The deal also calls for the Egyptian government to share retail revenues and make an additional $1 million for every 100,000 in attendance over the 700,000 mark, according to the paper. It’s estimated that Tut can rake in as much as $9 million per city before heading overseas.

But it’s AEG taking the risk, and reaping the profits – not the museums. What curators and members hope to get from the deal is higher visibility and more foot traffic for their other exhibitions of the less-than-blockbuster variety.

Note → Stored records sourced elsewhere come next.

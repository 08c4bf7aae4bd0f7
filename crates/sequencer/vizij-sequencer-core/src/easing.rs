//! Section ease-in / ease-out weighting.

use serde::{Deserialize, Serialize};
use std::f32::consts::FRAC_PI_2;

use crate::curve::RichCurve;

/// Closed set of built-in easing shapes.
#[derive(Copy, Clone, Debug, Default, PartialEq, Eq, Hash, Serialize, Deserialize)]
#[serde(rename_all = "snake_case")]
pub enum BuiltInEasing {
    Linear,
    SinIn,
    SinOut,
    #[default]
    SinInOut,
    QuadIn,
    QuadOut,
    QuadInOut,
    CubicIn,
    CubicOut,
    CubicInOut,
    QuartIn,
    QuartOut,
    QuartInOut,
    QuintIn,
    QuintOut,
    QuintInOut,
    ExpoIn,
    ExpoOut,
    ExpoInOut,
    CircIn,
    CircOut,
    CircInOut,
}

#[derive(Copy, Clone)]
enum Family {
    Sin,
    Pow(i32),
    Expo,
    Circ,
}

impl Family {
    fn ease_in(self, t: f32) -> f32 {
        match self {
            Family::Sin => 1.0 - Family::Sin.ease_out(1.0 - t),
            Family::Pow(p) => t.powi(p),
            Family::Expo => {
                if t == 0.0 {
                    0.0
                } else {
                    2f32.powf(10.0 * (t - 1.0))
                }
            }
            Family::Circ => 1.0 - (1.0 - t * t).max(0.0).sqrt(),
        }
    }

    fn ease_out(self, t: f32) -> f32 {
        match self {
            Family::Sin => (FRAC_PI_2 * t).sin(),
            other => 1.0 - other.ease_in(1.0 - t),
        }
    }

    fn ease_in_out(self, t: f32) -> f32 {
        if t < 0.5 {
            self.ease_in(t * 2.0) * 0.5
        } else {
            self.ease_out(t * 2.0 - 1.0) * 0.5 + 0.5
        }
    }
}

impl BuiltInEasing {
    /// Map `t` in [0, 1] through the easing shape.
    pub fn evaluate(self, t: f32) -> f32 {
        use BuiltInEasing::*;
        let (family, shape) = match self {
            Linear => return t,
            SinIn => (Family::Sin, 0),
            SinOut => (Family::Sin, 1),
            SinInOut => (Family::Sin, 2),
            QuadIn => (Family::Pow(2), 0),
            QuadOut => (Family::Pow(2), 1),
            QuadInOut => (Family::Pow(2), 2),
            CubicIn => (Family::Pow(3), 0),
            CubicOut => (Family::Pow(3), 1),
            CubicInOut => (Family::Pow(3), 2),
            QuartIn => (Family::Pow(4), 0),
            QuartOut => (Family::Pow(4), 1),
            QuartInOut => (Family::Pow(4), 2),
            QuintIn => (Family::Pow(5), 0),
            QuintOut => (Family::Pow(5), 1),
            QuintInOut => (Family::Pow(5), 2),
            ExpoIn => (Family::Expo, 0),
            ExpoOut => (Family::Expo, 1),
            ExpoInOut => (Family::Expo, 2),
            CircIn => (Family::Circ, 0),
            CircOut => (Family::Circ, 1),
            CircInOut => (Family::Circ, 2),
        };
        match shape {
            0 => family.ease_in(t),
            1 => family.ease_out(t),
            _ => family.ease_in_out(t),
        }
    }
}

/// Easing applied over an ease window.
#[derive(Clone, Debug, PartialEq, Serialize, Deserialize)]
#[serde(rename_all = "snake_case")]
pub enum EasingFunction {
    BuiltIn(BuiltInEasing),
    /// User curve sampled over [0, 1].
    Curve(RichCurve),
}

impl Default for EasingFunction {
    fn default() -> Self {
        EasingFunction::BuiltIn(BuiltInEasing::default())
    }
}

impl EasingFunction {
    pub fn evaluate(&self, t: f32) -> f32 {
        match self {
            EasingFunction::BuiltIn(e) => e.evaluate(t),
            EasingFunction::Curve(curve) => curve.eval(t.clamp(0.0, 1.0), 0.0),
        }
    }
}

/// Per-section easing configuration.
#[derive(Clone, Debug, Default, PartialEq, Serialize, Deserialize)]
#[serde(default)]
pub struct EasingSettings {
    /// Derived from overlapping sections by `PropertyTrack::update_easing`.
    pub auto_ease_in_time: f32,
    pub auto_ease_out_time: f32,
    pub manual_ease_in: Option<f32>,
    pub manual_ease_out: Option<f32>,
    pub ease_in: EasingFunction,
    pub ease_out: EasingFunction,
}

impl EasingSettings {
    pub fn ease_in_duration(&self) -> f32 {
        self.manual_ease_in.unwrap_or(self.auto_ease_in_time)
    }

    pub fn ease_out_duration(&self) -> f32 {
        self.manual_ease_out.unwrap_or(self.auto_ease_out_time)
    }

    /// Weight at `time` for a section spanning `[start, end]`; `None` bounds
    /// are infinite.
    pub fn evaluate(&self, start: Option<f32>, end: Option<f32>, time: f32) -> f32 {
        if let (Some(s), Some(e)) = (start, end) {
            if e <= s {
                return 1.0;
            }
        }

        let mut ease_in_value = 1.0;
        let ease_in = self.ease_in_duration();
        if let Some(start) = start.filter(|_| ease_in > 0.0) {
            let interp = (time - start) / ease_in;
            ease_in_value = if interp <= 0.0 {
                0.0
            } else if interp >= 1.0 {
                1.0
            } else {
                self.ease_in.evaluate(interp)
            };
        }

        let mut ease_out_value = 1.0;
        let ease_out = self.ease_out_duration();
        if let Some(end) = end.filter(|_| ease_out > 0.0) {
            let interp = (time - (end - ease_out)) / ease_out;
            ease_out_value = if interp <= 0.0 {
                1.0
            } else if interp >= 1.0 {
                0.0
            } else {
                1.0 - self.ease_out.evaluate(interp)
            };
        }

        ease_in_value * ease_out_value
    }
}

#[cfg(test)]
mod tests {
    use super::*;

    fn approx(a: f32, b: f32, eps: f32) {
        assert!((a - b).abs() <= eps, "left={a} right={b} eps={eps}");
    }

    #[test]
    fn builtins_hit_endpoints() {
        use BuiltInEasing::*;
        for e in [
            Linear, SinIn, SinOut, SinInOut, QuadIn, QuadOut, QuadInOut, CubicIn, CubicOut,
            CubicInOut, QuartIn, QuartOut, QuartInOut, QuintIn, QuintOut, QuintInOut, ExpoOut,
            ExpoInOut, CircIn, CircOut, CircInOut,
        ] {
            approx(e.evaluate(0.0), 0.0, 1e-3);
            approx(e.evaluate(1.0), 1.0, 1e-5);
        }
        assert_eq!(ExpoIn.evaluate(0.0), 0.0);
        approx(ExpoIn.evaluate(1.0), 1.0, 1e-6);
    }

    #[test]
    fn in_out_is_symmetric() {
        approx(BuiltInEasing::QuadInOut.evaluate(0.25), 0.125, 1e-6);
        approx(BuiltInEasing::QuadInOut.evaluate(0.75), 0.875, 1e-6);
        approx(BuiltInEasing::SinInOut.evaluate(0.5), 0.5, 1e-6);
        approx(BuiltInEasing::CubicIn.evaluate(0.5), 0.125, 1e-6);
        approx(BuiltInEasing::CubicOut.evaluate(0.5), 0.875, 1e-6);
    }

    #[test]
    fn curve_easing_clamps_input() {
        let f = EasingFunction::Curve(RichCurve::linear(&[(0.0, 0.0), (1.0, 2.0)]));
        approx(f.evaluate(0.5), 1.0, 1e-6);
        approx(f.evaluate(3.0), 2.0, 1e-6);
    }

    #[test]
    fn window_weights() {
        let settings = EasingSettings {
            manual_ease_in: Some(2.0),
            manual_ease_out: Some(2.0),
            ease_in: EasingFunction::BuiltIn(BuiltInEasing::Linear),
            ease_out: EasingFunction::BuiltIn(BuiltInEasing::Linear),
            ..Default::default()
        };
        let (s, e) = (Some(0.0), Some(10.0));
        assert_eq!(settings.evaluate(s, e, 0.0), 0.0);
        approx(settings.evaluate(s, e, 1.0), 0.5, 1e-6);
        assert_eq!(settings.evaluate(s, e, 5.0), 1.0);
        approx(settings.evaluate(s, e, 9.0), 0.5, 1e-6);
        assert_eq!(settings.evaluate(s, e, 10.0), 0.0);
        // Infinite and degenerate ranges never ease.
        assert_eq!(settings.evaluate(None, None, 0.0), 1.0);
        assert_eq!(settings.evaluate(Some(3.0), Some(3.0), 3.0), 1.0);
    }

    #[test]
    fn manual_overrides_auto() {
        let settings = EasingSettings {
            auto_ease_in_time: 4.0,
            manual_ease_in: Some(1.0),
            ..Default::default()
        };
        assert_eq!(settings.ease_in_duration(), 1.0);
        assert_eq!(settings.ease_out_duration(), 0.0);
    }
}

It comes with its share of criticism. Boston’s Museum of Fine Arts recently took its public relations lumps for renting Impressionist masterpieces to the Bellagio Gallery of Fine Art, a commercial space at the Bellagio hotel-casino in Las Vegas.

The Guggenheim Museum in New York City and the Brooklyn Museum have caught it from critics for staging “lightweight” but popular exhibits and being too chummy with self-promoting commercial art lenders.

On the other hand, even the worst art snob has to admit it’s not a bad thing for the unwashed masses to have an opportunity to experience artifacts that used to require air fare to Egypt and connections with its Supreme Council of Antiquities.

And the other upshot – exposing the offerings of art museums to new audiences – can’t entirely be a bad thing, either.

When the LACMA mounted a major Van Gogh exhibition in 1999, the 821,000 visitors it drew helped boost annual attendance to 1.3 million, according to the Times. Membership rolls jumped from 64,000 to 104,000.

The museum netted $7.8 million, but it also took the risk by paying the upfront fees to the Dutch museum that loaned the collection.